*What is required*: The lines below that include the word "SessionEvent" are to be reported.

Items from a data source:
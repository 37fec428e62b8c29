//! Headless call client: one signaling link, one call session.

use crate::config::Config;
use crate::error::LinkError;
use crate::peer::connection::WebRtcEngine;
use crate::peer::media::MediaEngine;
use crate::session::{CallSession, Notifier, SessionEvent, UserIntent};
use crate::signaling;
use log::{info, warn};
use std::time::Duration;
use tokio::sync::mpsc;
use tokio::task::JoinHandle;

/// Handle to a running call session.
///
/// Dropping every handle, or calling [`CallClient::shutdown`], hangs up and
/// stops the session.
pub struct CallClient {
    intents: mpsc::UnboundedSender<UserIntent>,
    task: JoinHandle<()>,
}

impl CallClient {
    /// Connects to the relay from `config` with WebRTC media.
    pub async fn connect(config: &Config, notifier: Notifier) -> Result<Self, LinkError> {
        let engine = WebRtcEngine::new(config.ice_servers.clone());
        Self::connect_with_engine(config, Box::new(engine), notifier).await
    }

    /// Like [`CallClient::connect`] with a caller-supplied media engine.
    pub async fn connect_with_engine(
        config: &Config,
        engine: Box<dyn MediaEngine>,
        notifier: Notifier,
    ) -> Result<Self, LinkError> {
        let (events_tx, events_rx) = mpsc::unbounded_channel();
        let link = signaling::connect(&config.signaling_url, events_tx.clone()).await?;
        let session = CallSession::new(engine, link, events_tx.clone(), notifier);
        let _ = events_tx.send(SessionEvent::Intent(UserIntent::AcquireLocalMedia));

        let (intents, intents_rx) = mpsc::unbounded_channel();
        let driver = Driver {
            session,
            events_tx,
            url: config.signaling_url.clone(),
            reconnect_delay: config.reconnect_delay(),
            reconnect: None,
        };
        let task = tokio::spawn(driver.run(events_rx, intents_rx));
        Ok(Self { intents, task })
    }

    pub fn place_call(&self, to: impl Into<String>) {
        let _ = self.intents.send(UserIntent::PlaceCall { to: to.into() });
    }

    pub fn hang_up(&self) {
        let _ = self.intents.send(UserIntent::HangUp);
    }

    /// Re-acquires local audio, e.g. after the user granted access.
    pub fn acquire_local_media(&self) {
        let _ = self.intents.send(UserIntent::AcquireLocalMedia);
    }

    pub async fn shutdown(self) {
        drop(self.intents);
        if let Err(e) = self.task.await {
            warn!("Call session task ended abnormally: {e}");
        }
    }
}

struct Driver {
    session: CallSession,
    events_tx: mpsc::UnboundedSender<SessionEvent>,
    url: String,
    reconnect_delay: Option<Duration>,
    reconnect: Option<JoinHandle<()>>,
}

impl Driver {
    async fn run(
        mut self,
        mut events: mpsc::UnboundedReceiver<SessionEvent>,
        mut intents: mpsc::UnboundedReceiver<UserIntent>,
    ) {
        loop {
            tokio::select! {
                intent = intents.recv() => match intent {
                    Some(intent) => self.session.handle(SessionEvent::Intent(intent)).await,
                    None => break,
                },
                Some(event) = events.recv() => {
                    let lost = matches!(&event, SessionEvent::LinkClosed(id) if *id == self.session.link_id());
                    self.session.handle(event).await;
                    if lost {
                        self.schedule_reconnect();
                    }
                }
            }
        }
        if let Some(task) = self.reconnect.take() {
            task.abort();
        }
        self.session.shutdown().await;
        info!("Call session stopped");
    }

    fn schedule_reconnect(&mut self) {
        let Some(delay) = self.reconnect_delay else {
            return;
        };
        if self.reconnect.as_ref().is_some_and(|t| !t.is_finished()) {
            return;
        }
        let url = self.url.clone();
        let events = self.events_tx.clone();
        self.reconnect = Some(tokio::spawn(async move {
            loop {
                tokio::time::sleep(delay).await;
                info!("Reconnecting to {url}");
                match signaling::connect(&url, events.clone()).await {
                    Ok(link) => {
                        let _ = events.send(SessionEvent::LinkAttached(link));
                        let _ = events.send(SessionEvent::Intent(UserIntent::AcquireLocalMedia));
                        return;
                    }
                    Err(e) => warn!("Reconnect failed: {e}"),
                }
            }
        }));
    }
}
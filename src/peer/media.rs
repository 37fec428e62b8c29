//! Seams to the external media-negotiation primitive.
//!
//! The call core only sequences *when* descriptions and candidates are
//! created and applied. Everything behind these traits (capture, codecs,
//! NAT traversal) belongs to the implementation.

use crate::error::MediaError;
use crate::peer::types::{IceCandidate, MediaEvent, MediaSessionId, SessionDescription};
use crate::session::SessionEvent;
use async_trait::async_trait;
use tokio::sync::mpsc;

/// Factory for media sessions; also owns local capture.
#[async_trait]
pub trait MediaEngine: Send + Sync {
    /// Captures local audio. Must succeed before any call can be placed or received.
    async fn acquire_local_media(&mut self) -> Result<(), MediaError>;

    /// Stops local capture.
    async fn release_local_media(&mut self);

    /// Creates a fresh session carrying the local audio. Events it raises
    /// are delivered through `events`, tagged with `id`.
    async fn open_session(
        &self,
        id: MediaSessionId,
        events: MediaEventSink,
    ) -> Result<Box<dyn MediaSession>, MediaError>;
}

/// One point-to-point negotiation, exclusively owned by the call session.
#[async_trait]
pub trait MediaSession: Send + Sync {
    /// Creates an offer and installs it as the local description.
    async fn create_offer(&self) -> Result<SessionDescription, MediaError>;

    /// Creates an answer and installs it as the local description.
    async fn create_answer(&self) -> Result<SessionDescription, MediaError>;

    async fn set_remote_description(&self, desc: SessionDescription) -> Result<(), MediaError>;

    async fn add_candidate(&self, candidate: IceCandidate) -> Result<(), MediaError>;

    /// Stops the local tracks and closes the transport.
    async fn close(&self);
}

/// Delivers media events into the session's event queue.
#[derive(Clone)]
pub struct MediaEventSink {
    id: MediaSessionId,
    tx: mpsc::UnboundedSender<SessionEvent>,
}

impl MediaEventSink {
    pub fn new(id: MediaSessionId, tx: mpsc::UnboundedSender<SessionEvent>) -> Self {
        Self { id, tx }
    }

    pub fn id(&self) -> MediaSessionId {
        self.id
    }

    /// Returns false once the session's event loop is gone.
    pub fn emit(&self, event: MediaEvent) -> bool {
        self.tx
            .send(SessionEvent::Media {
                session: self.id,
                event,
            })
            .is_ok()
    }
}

*Completed task*:
use crate::session::{CallSession, Notifier, SessionEvent, UserIntent};
        let _ = events_tx.send(SessionEvent::Intent(UserIntent::AcquireLocalMedia));
    events_tx: mpsc::UnboundedSender<SessionEvent>,
        mut events: mpsc::UnboundedReceiver<SessionEvent>,
                    Some(intent) => self.session.handle(SessionEvent::Intent(intent)).await,
                    let lost = matches!(&event, SessionEvent::LinkClosed(id) if *id == self.session.link_id());
                        let _ = events.send(SessionEvent::LinkAttached(link));
                        let _ = events.send(SessionEvent::Intent(UserIntent::AcquireLocalMedia));
use crate::session::SessionEvent;
    tx: mpsc::UnboundedSender<SessionEvent>,
    pub fn new(id: MediaSessionId, tx: mpsc::UnboundedSender<SessionEvent>) -> Self {
            .send(SessionEvent::Media {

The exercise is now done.